1) create a score in 2.x using two or more staves (or download the attached)
2) load it into 3.0
3) save
4) close
5) reload

Result: all staves after the first show an extra clef after the header

extra-clefs.png

Workaround - you can delete them and re-save and they stay deleted.

(BTW, I'd have called this "normal" instead of "major" if that were available, but it's more than "minor")


Comments

This seems to apply only when positions reset is accepted, isn't it? Or did you notice the same issue without positions reset?

Weird, I still can't. Not with a build I made last night anyhow. But, your change looks to be good insurance anyhow?

I do wonder, though, we have had issues where people would make some adjustment to a generated element - like the courtesy key signature at the end of a system, making it invisible or changing its horizontal offset - and this would make it non-generated and then bad things would happen. See for example #191426: Added key signature disappears after view change if its courtesy key is invisible. I remember forum discussions too with more detail but can't find them now. Anyhow, the point is, definitely worth testing around this (make some adjustment to a generated element, see if it marks it non-generated, then see if behavior of reset is as expected).

I once suggested that we add a modified flag, so that generated elements can remain generated. I don't think it sparked any discussion, though.

That could probably be good once we have an architecture that allows us to ensure that this flag's value is always properly maintained. Right now introducing this flag would probably be a large pain.

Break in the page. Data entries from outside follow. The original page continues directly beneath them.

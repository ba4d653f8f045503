use std::fmt;
use std::sync::atomic::{AtomicU64, Ordering};
use std::sync::Arc;

use parking_lot::RwLock;

use super::{Mutation, MutationAction, MutationConfig, MutationOptions, MutationState};
use crate::client::QueryClient;
use crate::deferred::{Deferred, DeferredFuture};
use crate::error::Error;
use crate::filters::MutationFilters;
use crate::listener::{Listeners, Subscription};
use crate::runtime::RuntimeContext;
use crate::value::Value;

/// `(variables, mutation)`.
pub type MutationMutateHook = Arc<dyn Fn(&Value, &Mutation) + Send + Sync>;
/// `(data, variables, context, mutation)`.
pub type MutationSuccessHook = Arc<dyn Fn(&Value, &Value, Option<&Value>, &Mutation) + Send + Sync>;
/// `(error, variables, context, mutation)`.
pub type MutationErrorHook = Arc<dyn Fn(&Error, &Value, Option<&Value>, &Mutation) + Send + Sync>;
/// `(data, error, variables, context, mutation)`.
pub type MutationSettledHook =
  Arc<dyn Fn(Option<&Value>, Option<&Error>, &Value, Option<&Value>, &Mutation) + Send + Sync>;

/// Hooks that run for every mutation, before the mutation's own callbacks.
#[derive(Clone, Default)]
pub struct MutationCacheConfig {
  pub on_mutate: Option<MutationMutateHook>,
  pub on_success: Option<MutationSuccessHook>,
  pub on_error: Option<MutationErrorHook>,
  pub on_settled: Option<MutationSettledHook>,
}

impl MutationCacheConfig {
  pub fn on_mutate(mut self, f: impl Fn(&Value, &Mutation) + Send + Sync + 'static) -> Self {
    self.on_mutate = Some(Arc::new(f));
    self
  }

  pub fn on_success(mut self, f: impl Fn(&Value, &Value, Option<&Value>, &Mutation) + Send + Sync + 'static) -> Self {
    self.on_success = Some(Arc::new(f));
    self
  }

  pub fn on_error(mut self, f: impl Fn(&Error, &Value, Option<&Value>, &Mutation) + Send + Sync + 'static) -> Self {
    self.on_error = Some(Arc::new(f));
    self
  }

  pub fn on_settled(
    mut self,
    f: impl Fn(Option<&Value>, Option<&Error>, &Value, Option<&Value>, &Mutation) + Send + Sync + 'static,
  ) -> Self {
    self.on_settled = Some(Arc::new(f));
    self
  }
}

impl fmt::Debug for MutationCacheConfig {
  fn fmt(&self, f: &mut fmt::Formatter<'_>) -> fmt::Result {
    f.debug_struct("MutationCacheConfig")
      .field("on_mutate", &self.on_mutate.is_some())
      .field("on_success", &self.on_success.is_some())
      .field("on_error", &self.on_error.is_some())
      .field("on_settled", &self.on_settled.is_some())
      .finish()
  }
}

#[derive(Debug, Clone)]
pub enum MutationCacheEvent {
  Added { mutation: Mutation },
  Removed { mutation: Mutation },
  Updated { mutation: Mutation, action: MutationAction },
  ObserverAdded { mutation: Mutation, observer_id: u64 },
  ObserverRemoved { mutation: Mutation, observer_id: u64 },
  ObserverOptionsUpdated { mutation: Mutation, observer_id: u64 },
}

impl MutationCacheEvent {
  pub fn mutation(&self) -> &Mutation {
    match self {
      MutationCacheEvent::Added { mutation }
      | MutationCacheEvent::Removed { mutation }
      | MutationCacheEvent::Updated { mutation, .. }
      | MutationCacheEvent::ObserverAdded { mutation, .. }
      | MutationCacheEvent::ObserverRemoved { mutation, .. }
      | MutationCacheEvent::ObserverOptionsUpdated { mutation, .. } => mutation,
    }
  }
}

type CacheListener = dyn Fn(&MutationCacheEvent) + Send + Sync;

pub(crate) struct MutationCacheInner {
  mutations: RwLock<Vec<Mutation>>,
  next_id: AtomicU64,
  listeners: Listeners<CacheListener>,
  config: MutationCacheConfig,
  // Serializes replays of paused mutations.
  resuming: Arc<tokio::sync::Mutex<()>>,
  ctx: RuntimeContext,
}

/// Holds every mutation of a client in creation order. Cheap to clone.
#[derive(Clone)]
pub struct MutationCache {
  inner: Arc<MutationCacheInner>,
}

impl MutationCache {
  pub(crate) fn new(config: MutationCacheConfig, ctx: RuntimeContext) -> Self {
    Self {
      inner: Arc::new(MutationCacheInner {
        mutations: RwLock::new(Vec::new()),
        next_id: AtomicU64::new(1),
        listeners: Listeners::new(),
        config,
        resuming: Arc::new(tokio::sync::Mutex::new(())),
        ctx,
      }),
    }
  }

  pub(crate) fn from_inner(inner: Arc<MutationCacheInner>) -> Self {
    Self { inner }
  }

  /// Creates and registers a new mutation. Mutations are never shared: every
  /// call produces a fresh entry.
  pub fn build(
    &self,
    client: &QueryClient,
    options: MutationOptions,
    variables: Option<Value>,
    state: Option<MutationState>,
  ) -> Mutation {
    let mutation = Mutation::new(MutationConfig {
      mutation_id: self.inner.next_id.fetch_add(1, Ordering::Relaxed),
      cache: Arc::downgrade(&self.inner),
      options: client.default_mutation_options(options),
      variables,
      state,
      ctx: self.inner.ctx.clone(),
    });
    self.add(mutation.clone());
    mutation
  }

  /// No-op when this exact mutation is already registered.
  pub fn add(&self, mutation: Mutation) {
    {
      let mut mutations = self.inner.mutations.write();
      if mutations.iter().any(|m| m.ptr_eq(&mutation)) {
        return;
      }
      mutations.push(mutation.clone());
    }
    self.notify(MutationCacheEvent::Added { mutation });
  }

  /// No-op when the mutation is not registered.
  pub fn remove(&self, mutation: &Mutation) {
    let removed = {
      let mut mutations = self.inner.mutations.write();
      let before = mutations.len();
      mutations.retain(|m| !m.ptr_eq(mutation));
      mutations.len() != before
    };
    if removed {
      mutation.destroy();
      self.notify(MutationCacheEvent::Removed {
        mutation: mutation.clone(),
      });
    }
  }

  pub fn clear(&self) {
    self.inner.ctx.notify.batch(|| {
      for mutation in self.get_all() {
        self.remove(&mutation);
      }
    });
  }

  pub fn get_all(&self) -> Vec<Mutation> {
    self.inner.mutations.read().clone()
  }

  pub fn len(&self) -> usize {
    self.inner.mutations.read().len()
  }

  pub fn is_empty(&self) -> bool {
    self.len() == 0
  }

  /// The first matching mutation; keys match exactly unless asked otherwise.
  pub fn find(&self, filters: &MutationFilters) -> Option<Mutation> {
    let filters = filters.clone().exact_if_unset(true);
    self.get_all().into_iter().find(|mutation| filters.matches(mutation))
  }

  pub fn find_all(&self, filters: &MutationFilters) -> Vec<Mutation> {
    self
      .get_all()
      .into_iter()
      .filter(|mutation| filters.matches(mutation))
      .collect()
  }

  pub fn subscribe<F>(&self, listener: F) -> Subscription
  where
    F: Fn(&MutationCacheEvent) + Send + Sync + 'static,
  {
    let (id, _) = self.inner.listeners.add(Arc::new(listener));
    let weak = Arc::downgrade(&self.inner);
    Subscription::new(move || {
      if let Some(inner) = weak.upgrade() {
        inner.listeners.remove(id);
      }
    })
  }

  pub fn notify(&self, event: MutationCacheEvent) {
    let listeners = self.inner.listeners.snapshot();
    if listeners.is_empty() {
      return;
    }
    let notify = &self.inner.ctx.notify;
    notify.batch(|| {
      for listener in listeners {
        let event = event.clone();
        notify.schedule(move || listener(&event));
      }
    });
  }

  /// Replays every paused mutation, one at a time in creation order.
  /// Overlapping calls queue behind each other.
  pub fn resume_paused_mutations(&self) -> DeferredFuture<()> {
    let done = Deferred::new();
    let cache = self.clone();
    let gate = self.inner.resuming.clone();
    let finished = done.clone();
    self.inner.ctx.spawn(async move {
      let _guard = gate.lock().await;
      let paused: Vec<Mutation> = cache
        .get_all()
        .into_iter()
        .filter(|mutation| mutation.state().is_paused)
        .collect();
      if !paused.is_empty() {
        tracing::debug!(count = paused.len(), "resuming paused mutations");
      }
      for mutation in paused {
        let _ = mutation.resume().await;
      }
      finished.settle(());
    });
    done.wait()
  }

  pub(crate) fn on_mutate(&self, variables: &Value, mutation: &Mutation) {
    if let Some(hook) = &self.inner.config.on_mutate {
      hook(variables, mutation);
    }
  }

  pub(crate) fn on_success(&self, data: &Value, variables: &Value, context: Option<&Value>, mutation: &Mutation) {
    if let Some(hook) = &self.inner.config.on_success {
      hook(data, variables, context, mutation);
    }
  }

  pub(crate) fn on_error(&self, error: &Error, variables: &Value, context: Option<&Value>, mutation: &Mutation) {
    if let Some(hook) = &self.inner.config.on_error {
      hook(error, variables, context, mutation);
    }
  }

  pub(crate) fn on_settled(
    &self,
    data: Option<&Value>,
    error: Option<&Error>,
    variables: &Value,
    context: Option<&Value>,
    mutation: &Mutation,
  ) {
    if let Some(hook) = &self.inner.config.on_settled {
      hook(data, error, variables, context, mutation);
    }
  }
}

impl fmt::Debug for MutationCache {
  fn fmt(&self, f: &mut fmt::Formatter<'_>) -> fmt::Result {
    f.debug_struct("MutationCache")
      .field("len", &self.len())
      .field("config", &self.inner.config)
      .finish()
  }
}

What I am suggesting is to modify an element's modified property instead of its generated property everywhere that currently occurs. The generated property will be set only once, when the element is created. We would only check the modified property in places we currently check the generated property. The current meaning of generated() would become generated() && !modified(), but this will also allow us to check whether or not an element that has been modified was originally generated, which is something that currently cannot be done.